Intermediate+ Word of the Day: sop

sop (noun, verb) /sɑp/ LISTEN

It's always nice to have bread to sop up your soup.

A sop is a piece of solid food, usually bread, used for dipping in liquid food like soups or gravies. Figuratively, anything completely soaked can be called a sop. Something of little value given to someone to keep them satisfied or quiet is also called a sop. Colloquially, a weak and foolish person is also a sop. As a verb, to sop means ‘to soak in liquid’ and, figuratively, ‘to make really wet.’

Example sentences

  • We used hunks of bread as sops to mop up the rich sauce.
  • A sop of a dog crawled out of the pond, soaking wet.
  • The government's election pledges included a lot of tax breaks for the rich, but also a slightly higher minimum wage as a sop to the working classes.
  • Stand up for yourself and stop being such a sop.
  • Sabby sopped her potatoes in the gravy.
  • The sudden burst of rain sopped the picnickers.

Words often used with sop

sop up: to absorb a liquid.

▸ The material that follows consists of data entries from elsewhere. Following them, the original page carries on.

impl<'a> Checker<'a> {
    pub(super) fn check_type(&mut self, expr: &'a Expr) -> TypeId {
        self.check_type_named(expr, None)
    }

    /// `named` is the type being declared when `expr` is the right hand
    /// side of a type declaration. Enum constants take it as their type.
    pub(super) fn check_type_named(&mut self, expr: &'a Expr, named: Option<TypeId>) -> TypeId {
        self.nodes.insert(expr.id, expr);
        let ty = self.check_type_inner(expr, named);
        self.add_type_and_value(expr.id, AddressingMode::Type, ty, ExactValue::Invalid);
        ty
    }

    fn check_type_inner(&mut self, expr: &'a Expr, named: Option<TypeId>) -> TypeId {
        match &expr.kind {
            ExprKind::Paren(inner) => self.check_type_named(inner, named),

            ExprKind::PointerType(elem) => {
                let elem = self.check_type(elem);
                self.types_mut().make_pointer(elem)
            },

            ExprKind::ArrayType { count: Some(count), elem } => {
                let elem = self.check_type(elem);
                match self.check_array_count(count) {
                    Some(count) => self.types_mut().make_array(elem, count),
                    None => TypeId::INVALID,
                }
            },

            ExprKind::ArrayType { count: None, elem } => {
                let elem = self.check_type(elem);
                self.types_mut().make_slice(elem)
            },

            ExprKind::DynamicArrayType(elem) => {
                let elem = self.check_type(elem);
                self.types_mut().make_dynamic_array(elem)
            },

            ExprKind::VectorType { count, elem } => {
                let elem_ty = self.check_type(elem);
                let count = self.check_array_count(count);

                let base = self.types().base_type(elem_ty);
                let types = self.types();
                if !types.is_invalid(base) && !(types.is_numeric(base) || types.is_boolean(base)) {
                    let msg = format!(
                        "Vector element type must be numerical or a boolean. Got `{}`",
                        self.type_str(elem_ty)
                    );
                    self.error(elem.pos, msg);
                    return TypeId::INVALID;
                }

                match count {
                    Some(count) => self.types_mut().make_vector(elem_ty, count),
                    None => TypeId::INVALID,
                }
            },

            ExprKind::StructType {
                fields,
                is_packed,
                is_ordered,
            } => {
                self.open_scope(expr.id, ScopeFlags::empty());
                let fields = self.check_record_fields(fields, "structure");
                self.close_scope();

                let mut record = Record::new(RecordKind::Struct, fields);
                record.is_packed = *is_packed;
                record.is_ordered = *is_ordered;
                self.types_mut().make_record(record)
            },

            ExprKind::RawUnionType(fields) => {
                self.open_scope(expr.id, ScopeFlags::empty());
                let fields = self.check_record_fields(fields, "raw union");
                self.close_scope();
                self.types_mut().make_record(Record::new(RecordKind::RawUnion, fields))
            },

            ExprKind::UnionType(variants) => {
                self.open_scope(expr.id, ScopeFlags::empty());
                let variants = self.check_union_variants(variants);
                self.close_scope();
                self.types_mut().make_record(Record::new(RecordKind::Union, variants))
            },

            ExprKind::EnumType { base, fields } => {
                self.open_scope(expr.id, ScopeFlags::empty());
                let ty = self.check_enum_type(expr, base.as_deref(), fields, named);
                self.close_scope();
                ty
            },

            ExprKind::ProcType { .. } => {
                self.open_scope(expr.id, ScopeFlags::PROC);
                let ty = self.check_proc_type(expr);
                self.close_scope();
                ty
            },

            _ => {
                let o = self.check_expr_or_type(expr);
                match o.mode {
                    AddressingMode::Type => o.ty,
                    AddressingMode::Invalid => TypeId::INVALID,
                    _ => {
                        self.error(expr.pos, format!("`{}` is not a type", expr));
                        TypeId::INVALID
                    },
                }
            },
        }
    }

    /// The length of an array or vector type; `None` after an error.
    pub(super) fn check_array_count(&mut self, expr: &'a Expr) -> Option<i64> {
        let o = self.check_expr(expr);
        if o.is_invalid() {
            return None;
        }

        if !o.is_constant() {
            self.error(expr.pos, "Array count must be a constant");
            return None;
        }

        let types = self.types();
        if types.is_untyped(o.ty) || types.is_integer(o.ty) {
            if let ExactValue::Integer(count) = o.value.to_integer() {
                if count >= 0 && count <= i64::MAX as i128 {
                    return Some(count as i64);
                }
            }

            self.error(expr.pos, "Invalid array count");
            return None;
        }

        self.error(expr.pos, "Array count must be an integer");
        None
    }

    fn check_record_fields(&mut self, decls: &'a [FieldDecl], what: &str) -> Vec<Field> {
        let scope = self.context.scope;
        let mut seen = HashSet::new();
        let mut fields = Vec::new();
        let mut using_index_field: Option<usize> = None;

        for decl in decls {
            let ty = self.check_type(&decl.ty);

            if decl.is_using && decl.names.len() > 1 {
                self.error(decl.names[0].pos, "Cannot apply `using` to more than one of the same type");
            }

            for name in &decl.names {
                let field_index = fields.len();
                let mut flags = EntityFlags::FIELD;
                if decl.is_using {
                    flags |= EntityFlags::ANONYMOUS;
                }

                let e = Entity::new(
                    EntityKind::Variable {
                        field_index,
                        field_src_index: field_index,
                        is_immutable: false,
                    },
                    &name.name,
                    name.pos,
                    Some(scope),
                    Some(ty),
                )
                .with_identifier(name.id)
                .with_flags(flags);
                let id = self.info.add_entity_raw(e);
                self.info.definitions.insert(name.id, id);

                if !name.is_blank() {
                    if !seen.insert(name.name.as_str()) {
                        self.error(name.pos, format!("`{}` is already declared in this {}", name.name, what));
                        continue;
                    }
                    self.info.insert_entity(scope, id);
                }

                let mut field = Field::new(&name.name, ty).with_entity(id);
                if decl.is_using {
                    field = field.anonymous();
                }
                fields.push(field);
            }

            if !decl.is_using || decl.names.is_empty() || fields.is_empty() {
                continue;
            }

            let types = self.types();
            let t = types.base_type(types.deref(ty));
            if types.is_struct(t) || types.is_raw_union(t) || types.is_invalid(t) {
                continue;
            }

            let last = fields.len() - 1;
            let name = &decl.names[0];
            if self.is_indexable(t) {
                match using_index_field {
                    Some(_) => {
                        fields[last].anonymous = false;
                        self.error(
                            name.pos,
                            format!("Previous `using` for an index expression `{}`", name.name),
                        );
                    },
                    None => using_index_field = Some(last),
                }
            } else {
                fields[last].anonymous = false;
                self.error(
                    name.pos,
                    format!("`using` on a field `{}` must be a `struct` or `raw_union`", name.name),
                );
            }
        }

        fields
    }

    fn check_union_variants(&mut self, decls: &'a [FieldDecl]) -> Vec<Field> {
        let scope = self.context.scope;
        let mut seen = HashSet::new();
        let mut variants: Vec<Field> = Vec::new();

        for decl in decls {
            let ty = self.check_type(&decl.ty);

            for name in &decl.names {
                if name.is_blank() {
                    self.error(name.pos, "`_` cannot be used a union subtype");
                    continue;
                }
                if !seen.insert(name.name.as_str()) {
                    self.error(name.pos, format!("`{}` is already declared in this union", name.name));
                    continue;
                }
                if variants.iter().any(|v| self.types().are_types_identical(v.ty, ty)) {
                    let msg = format!("`{}` is already a variant of this union", self.type_str(ty));
                    self.error(name.pos, msg);
                    continue;
                }

                let e = Entity::new(EntityKind::TypeName, &name.name, name.pos, Some(scope), Some(ty))
                    .with_identifier(name.id)
                    .with_flags(EntityFlags::FIELD);
                let id = self.info.add_entity_raw(e);
                self.info.definitions.insert(name.id, id);
                self.info.insert_entity(scope, id);

                variants.push(Field::new(&name.name, ty).with_entity(id));
            }
        }

        variants
    }

    fn check_enum_type(
        &mut self,
        expr: &'a Expr,
        base: Option<&'a Expr>,
        fields: &'a [EnumField],
        named: Option<TypeId>,
    ) -> TypeId {
        let scope = self.context.scope;
        let base = match base {
            Some(base) => self.check_type(base),
            None => TypeId::INT,
        };

        if !self.types().is_integer(base) || self.types().is_enum(base) {
            if !self.types().is_invalid(base) {
                self.error(expr.pos, "Base type for enumeration must be an integer");
            }
            return TypeId::INVALID;
        }

        // The named type has no base yet, so values are checked against
        // the integer base.
        let constant_ty = named.unwrap_or(base);
        let mut seen = HashSet::new();
        let mut iota = ExactValue::Integer(-1);
        let mut record_fields = Vec::new();
        let mut values = Vec::new();

        for field in fields {
            let name = &field.name;
            let next = exact_value::binary_op(BinaryOp::Add, &iota, &ExactValue::Integer(1));

            iota = match &field.value {
                Some(value) => {
                    let mut o = self.check_expr(value);
                    if !o.is_invalid() && !o.is_constant() {
                        self.error(value.pos, "Enumeration value must be a constant");
                        o.invalidate();
                    }
                    if !o.is_invalid() {
                        self.check_assignment(&mut o, Some(base), "enumeration");
                    }
                    if o.is_invalid() {
                        next
                    } else {
                        o.value.to_integer()
                    }
                },
                None => next,
            };

            if name.is_blank() {
                continue;
            }
            if name.name == "count" {
                self.error(name.pos, "`count` is a reserved identifier for enumerations");
                continue;
            }
            if !seen.insert(name.name.as_str()) {
                self.error(name.pos, format!("`{}` is already declared in this enumeration", name.name));
                continue;
            }

            let value = iota.as_integer().unwrap_or_default();
            let e = Entity::new(
                EntityKind::Constant(ExactValue::Integer(value)),
                &name.name,
                name.pos,
                Some(scope),
                Some(constant_ty),
            )
            .with_identifier(name.id)
            .with_flags(EntityFlags::VISITED);
            let id = self.info.add_entity_raw(e);
            self.info.definitions.insert(name.id, id);
            self.info.insert_entity(scope, id);

            record_fields.push(Field::new(&name.name, constant_ty).with_entity(id));
            values.push(value);
        }

        self.types_mut().make_record(Record::new_enum(base, record_fields, values))
    }

    /// Checks a signature inside the procedure scope the caller opened.
    /// Parameters are declared in that scope.
    fn check_proc_type(&mut self, expr: &'a Expr) -> TypeId {
        let (params, results, variadic, calling_convention) = match &expr.kind {
            ExprKind::ProcType {
                params,
                results,
                variadic,
                calling_convention,
            } => (params, results, *variadic, *calling_convention),
            _ => return TypeId::INVALID,
        };

        let scope = self.context.scope;
        let mut param_fields = Vec::new();

        for (i, decl) in params.iter().enumerate() {
            let mut ty = self.check_type(&decl.ty);
            let is_last_decl = i + 1 == params.len();

            if decl.is_using && decl.names.len() > 1 {
                self.error(decl.names[0].pos, "Cannot apply `using` to more than one of the same type");
            }

            for (j, name) in decl.names.iter().enumerate() {
                if variadic && is_last_decl && j + 1 == decl.names.len() {
                    ty = self.types_mut().make_slice(ty);
                }

                let mut flags = EntityFlags::PARAM;
                if decl.is_using {
                    flags |= EntityFlags::ANONYMOUS;
                }

                let e = Entity::variable(&name.name, name.pos, Some(scope), Some(ty))
                    .with_identifier(name.id)
                    .with_flags(flags);
                let id = self.info.add_entity_raw(e);
                self.add_entity(scope, Some(name), id);

                let mut field = Field::new(&name.name, ty).with_entity(id);
                if decl.is_using {
                    field = field.anonymous();
                }
                param_fields.push(field);
            }
        }

        let mut result_fields = Vec::new();
        for decl in results {
            let ty = self.check_type(&decl.ty);
            if decl.names.is_empty() {
                result_fields.push(Field::new("", ty));
            } else {
                result_fields.extend(decl.names.iter().map(|name| Field::new(&name.name, ty)));
            }
        }

        self.types_mut()
            .make_proc(param_fields, result_fields, variadic, calling_convention)
    }

    /// Strings, arrays, vectors, slices and dynamic arrays.
    pub(super) fn is_indexable(&self, ty: TypeId) -> bool {
        let types = self.types();
        let t = types.base_type(ty);
        types.is_string(t) || types.is_array(t) || types.is_vector(t) || types.is_slice(t) || types.is_dynamic_array(t)
    }
}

Example: “Everyone had bread to sop up the soup.”

In pop culture

There is a Jimbo Mathus song about sopping up gravy, which you can listen to here:

Additional information

The most common meanings of sop as a noun is now the figurative sense of something given to someone to keep them quiet and happy.

Did you know?

SOP (pronounced S-O-P) also means “standard operating procedure,” which is a set of instructions telling workers within a company or organization how to deal with routine tasks.

Other forms

sopping (adjective), soppy (adjective)


Sop dates back to before the year 1000. The Old and Middle English sopp-, meaning ‘bread soaked in liquid,’ is usually found in compounds like soppcuppe (cup for sop). It can be traced back to the Proto-Germanic root supp- and the Proto-Indo-European root seue– (to take liquid). It is related to the English verb, now rare, sup (to sip), as well as the Old Norse soppa (to sop) and supa (to sip), the Middle Low German supen and Dutch zuipen (to drink or tipple), and the Old High German sufan and German saufen (to drink, especially alcohol). While it is not related to the word soup, its use was probably reinforced by this term, when it was adopted from the Old French soupe. The verb, which comes from the noun, also dates back to before the year 1000, as the Old English verb soppian. The verb was not recorded in Middle English, but reappeared in Modern English.